L’arbre généalogique se ramifie: on pense à Best Coast pour la spontanéité early, aux Go-Go’s pour le nerf solaire, à Shonen Knife pour l’allégresse punk qui découpe au couteau rond. La parenté n’est pas seulement théorique, puisque The Linda Lindas filment au Japon et invitent Naoko Yamano dans le clip d’ „All in My Head“, où une voix chuchote la fatigue d’une héroïne d’Ottessa Moshfegh („My Year of Rest and Relaxation“) transposée en guitare acoustique et montée d’électricité. „I like it better when it’s all in my head“, lâchent-elles, c’est un aveu ironique avant que le morceau n’explose. „No Obligation“, leur deuxième album sorti en 2024, annonce la couleur dans son nom. La chanson-titre enfonce le clou, le riff est tournoyant et la batterie au pas de charge. Et cette interpellation qui griffe l’ego: „Would you like me better if I wasn’t a mess?“. Autour, le disque ouvre les fenêtres: „Too Many Things“ déroule une ritournelle nerveuse qui liste l’overdose moderne; „Resolution/Revolution“ réactive une pulsation plus âpre; „Yo Me Estreso“ s’échappe vers un norteño psyché, accordéon inclus, qui fait figure ici d’invité idéal.

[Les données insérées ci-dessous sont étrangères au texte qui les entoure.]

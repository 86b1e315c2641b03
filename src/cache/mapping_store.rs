//! (dynamic request, resolver) -> concrete revision records

use std::path::PathBuf;
use std::sync::Arc;

use chrono::{DateTime, Utc};
use serde::{Deserialize, Serialize};
use tracing::{debug, warn};

use crate::cache::atomic::{self, KeyLocks};
use crate::cache::layout::CacheLayout;
use crate::error::CacheError;
use crate::module::ModuleRevisionId;

#[derive(Debug, Clone, PartialEq, Eq, Serialize, Deserialize)]
pub struct ResolvedMapping {
    pub requested: ModuleRevisionId,
    pub resolver: String,
    pub revision: String,
    pub saved_at: DateTime<Utc>,
}

impl ResolvedMapping {
    /// The requested id with the mapped revision substituted
    pub fn resolved_id(&self) -> ModuleRevisionId {
        self.requested.with_revision(&self.revision)
    }
}

#[derive(Debug)]
pub struct MappingStore {
    root: PathBuf,
    layout: CacheLayout,
    locks: Arc<KeyLocks>,
}

impl MappingStore {
    pub fn new(root: PathBuf, layout: CacheLayout, locks: Arc<KeyLocks>) -> Self {
        Self { root, layout, locks }
    }

    pub fn save(&self, mapping: &ResolvedMapping) -> Result<(), CacheError> {
        let path = self
            .layout
            .mapping_path(&self.root, &mapping.requested, &mapping.resolver)?;
        self.locks
            .with_lock(&path, || atomic::write_json_atomic(&path, mapping))?;
        debug!(
            "Saved mapping {} -> {} for resolver {}",
            mapping.requested, mapping.revision, mapping.resolver
        );
        Ok(())
    }

    pub fn load(
        &self,
        requested: &ModuleRevisionId,
        resolver: &str,
    ) -> Result<Option<ResolvedMapping>, CacheError> {
        let path = self.layout.mapping_path(&self.root, requested, resolver)?;
        let Some(mapping) = atomic::read_json::<ResolvedMapping>(&path)? else {
            return Ok(None);
        };
        if &mapping.requested != requested || mapping.resolver != resolver {
            warn!("Ignoring mapping at {} stored for another request", path.display());
            return Ok(None);
        }
        Ok(Some(mapping))
    }
}
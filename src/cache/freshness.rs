//! Time-to-live policy for cached entries

use chrono::{DateTime, TimeDelta, Utc};

#[cfg(test)]
use mockall::automock;

use crate::module::ModuleId;

/// Default time-to-live in milliseconds
pub const DEFAULT_TTL_MS: i64 = 10_000;

/// Wildcard accepted in [`TtlRule`] fields
pub const ANY: &str = "*";

/// Source of the current time
#[cfg_attr(test, automock)]
pub trait Clock: Send + Sync {
    fn now(&self) -> DateTime<Utc>;
}

#[derive(Debug, Default, Clone, Copy)]
pub struct SystemClock;

impl Clock for SystemClock {
    fn now(&self) -> DateTime<Utc> {
        Utc::now()
    }
}

/// Per-module TTL override
#[derive(Debug, Clone, PartialEq, Eq)]
pub struct TtlRule {
    pub organisation: String,
    pub module: String,
    pub ttl: TimeDelta,
}

impl TtlRule {
    fn matches(&self, module: &ModuleId) -> bool {
        let field = |pattern: &str, value: &str| pattern == ANY || pattern == value;
        field(&self.organisation, &module.organisation) && field(&self.module, &module.name)
    }
}

#[derive(Debug, Clone, PartialEq, Eq)]
pub struct FreshnessPolicy {
    default_ttl: TimeDelta,
    rules: Vec<TtlRule>,
}

impl Default for FreshnessPolicy {
    fn default() -> Self {
        Self::new(TimeDelta::milliseconds(DEFAULT_TTL_MS))
    }
}

impl FreshnessPolicy {
    pub fn new(default_ttl: TimeDelta) -> Self {
        Self {
            default_ttl,
            rules: Vec::new(),
        }
    }

    pub fn with_rule(mut self, rule: TtlRule) -> Self {
        self.rules.push(rule);
        self
    }

    /// TTL of the first matching rule, else the default
    pub fn ttl_for(&self, module: &ModuleId) -> TimeDelta {
        self.rules
            .iter()
            .find(|rule| rule.matches(module))
            .map(|rule| rule.ttl)
            .unwrap_or(self.default_ttl)
    }

    /// Whether an entry stored at `stored_at` may still be trusted at `now`
    ///
    /// Without `check_ttl` every entry is trusted. A zero TTL never is.
    pub fn is_fresh(
        &self,
        module: &ModuleId,
        stored_at: DateTime<Utc>,
        now: DateTime<Utc>,
        check_ttl: bool,
    ) -> bool {
        if !check_ttl {
            return true;
        }
        let ttl = self.ttl_for(module);
        if ttl <= TimeDelta::zero() {
            return false;
        }
        now.signed_duration_since(stored_at) < ttl
    }
}
//! Resolution against the cache
//! - finder.rs: exact and dynamic lookup of what the cache already knows
//! - refresh.rs: live resolution with write-back
//! - pattern_resolver.rs: resolver over a pattern-laid-out directory tree
//! - local_store.rs: the cache root used as a resolver
//! - session.rs / observer.rs: per-run memo and diagnostics

pub mod finder;
pub mod local_store;
pub mod observer;
pub mod parser;
pub mod pattern_resolver;
pub mod refresh;
pub mod session;
pub mod traits;
pub mod types;

pub use finder::{FoundRevision, RevisionFinder};
pub use local_store::{CacheRootSource, LOCAL_STORE_NAME, LocalStorePatterns, LocalStoreResolver};
pub use observer::{RecordingObserver, ResolutionEvent, ResolutionObserver, TracingObserver};
pub use parser::JsonDescriptorParser;
pub use pattern_resolver::{FixedPatterns, PatternProvider, PatternResolver, PatternSet};
pub use refresh::{LiveResolver, resolve_and_cache};
pub use session::{ResolutionSession, SessionMemo};
pub use traits::{DescriptorFetcher, DescriptorParser, ModuleLocator};
pub use types::{ModuleEntry, OrganisationEntry, ResolvedResource, RevisionEntry};
//! Collaborator capabilities consumed by the resolution algorithm

use chrono::{DateTime, Utc};
#[cfg(test)]
use mockall::automock;

use crate::error::ResolverError;
use crate::module::{DependencyDescriptor, ModuleRevisionId, ResolvedModuleRevision};
use crate::resolver::types::ResolvedResource;

/// Discovers which concrete revision satisfies a request
#[cfg_attr(test, automock)]
pub trait ModuleLocator: Send + Sync {
    /// Name used to scope resolved-revision mappings
    fn name(&self) -> String;

    /// Locate the best candidate for `dd`, or `None` when nothing matches
    fn locate(&self, dd: &DependencyDescriptor) -> Result<Option<ResolvedResource>, ResolverError>;
}

/// Retrieves raw descriptor bytes for a located revision
#[cfg_attr(test, automock)]
pub trait DescriptorFetcher: Send + Sync {
    fn fetch_descriptor(
        &self,
        resource: &ResolvedResource,
        id: &ModuleRevisionId,
    ) -> Result<Vec<u8>, ResolverError>;
}

/// Turns fetched bytes into a resolved revision
pub trait DescriptorParser: Send + Sync {
    fn parse(
        &self,
        bytes: &[u8],
        id: &ModuleRevisionId,
        resolver_name: &str,
        resolved_at: DateTime<Utc>,
    ) -> Result<ResolvedModuleRevision, ResolverError>;
}
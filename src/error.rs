use std::path::{Path, PathBuf};

use thiserror::Error;

use crate::module::ModuleRevisionId;

#[derive(Debug, Error)]
pub enum CacheError {
    #[error("I/O error while {context} {}: {source}", path.display())]
    Io {
        context: &'static str,
        path: PathBuf,
        #[source]
        source: std::io::Error,
    },

    #[error("Malformed cache record {}: {source}", path.display())]
    MalformedRecord {
        path: PathBuf,
        #[source]
        source: serde_json::Error,
    },

    #[error("Cache record {} describes {found} instead of {expected}", path.display())]
    Mismatch {
        path: PathBuf,
        expected: String,
        found: String,
    },

    #[error("Invalid {token} value {value:?}: cannot be used as a cache path segment")]
    InvalidKey { token: String, value: String },

    #[error("Cache lock poisoned")]
    LockPoisoned,

    #[error(
        "Inconsistent cache: {resolver} lists {resolved} for {requested} but no descriptor is stored for it; clean the cache and resolve again"
    )]
    Inconsistent {
        requested: ModuleRevisionId,
        resolved: ModuleRevisionId,
        resolver: String,
    },
}

impl CacheError {
    pub fn io(context: &'static str, path: &Path, source: std::io::Error) -> Self {
        CacheError::Io {
            context,
            path: path.to_path_buf(),
            source,
        }
    }

    pub fn is_inconsistent(&self) -> bool {
        matches!(self, CacheError::Inconsistent { .. })
    }
}

#[derive(Debug, Error)]
pub enum ResolverError {
    #[error("Module not found: {0}")]
    NotFound(String),

    #[error("Malformed descriptor for {id}: {reason}")]
    Malformed { id: String, reason: String },

    #[error("Refusing to overwrite existing file {}", .0.display())]
    AlreadyExists(PathBuf),

    #[error(transparent)]
    Cache(#[from] CacheError),
}

impl ResolverError {
    pub fn is_inconsistent(&self) -> bool {
        matches!(self, ResolverError::Cache(e) if e.is_inconsistent())
    }
}

#[derive(Debug, Error)]
pub enum ConfigError {
    #[error("Failed to read configuration {}: {source}", path.display())]
    Read {
        path: PathBuf,
        #[source]
        source: std::io::Error,
    },

    #[error("Invalid configuration {}: {source}", path.display())]
    Parse {
        path: PathBuf,
        #[source]
        source: serde_json::Error,
    },
}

À chaque fois, la formule est la même et elle n’est jamais identique, selon ce triptyque : la densité, la vitesse et l’image claire. La politique est affaire de voix, et non pas de sermon. „All in My Head“ déplace l’angle: fatigue, injonctions, être des jeunes femmes et refuser l’assignation.
Large palette musicale
Leur trajectoire ne s’écrit pas en vase clos. Le groupe a fait des premières parties en cascade (Paramore, Green Day, The Breeders, Rolling Stones), jusqu’au baptême Coachella, et pourtant, la musique garde la taille du club, il y a, chez elles, cette proximité de regard qui fait le punk. Dans l’écosystème riot grrrl, The Linda Lindas arrivent avec un double passeport: l’âge (rappelons qu’Ari Up, n’avait que quatorze ans à la naissance des Slits) et l’éthique DIY; mais là où les années 1990 hurlaient la colère depuis Olympia ou Washington, elles reformulent depuis L.A., ville-archipel où surf, garage et pop sucrée ne s’excusent pas d’être politiques. Écrire sur des chats, sur l’isolement ou sur le sexisme scolaire: la palette paraît large, la batterie cravache, les guitares vrombissent sans graisse, le chant tranche puis cajole. On revient à l’origine: „Linda Linda Linda“, des adolescentes, une salle de classe, l’audace de rejouer … The Linda Lindas prolongent ce moment: elles rejouent à leur âge, avec l’autorité de celles qui n’ont rien à devoir.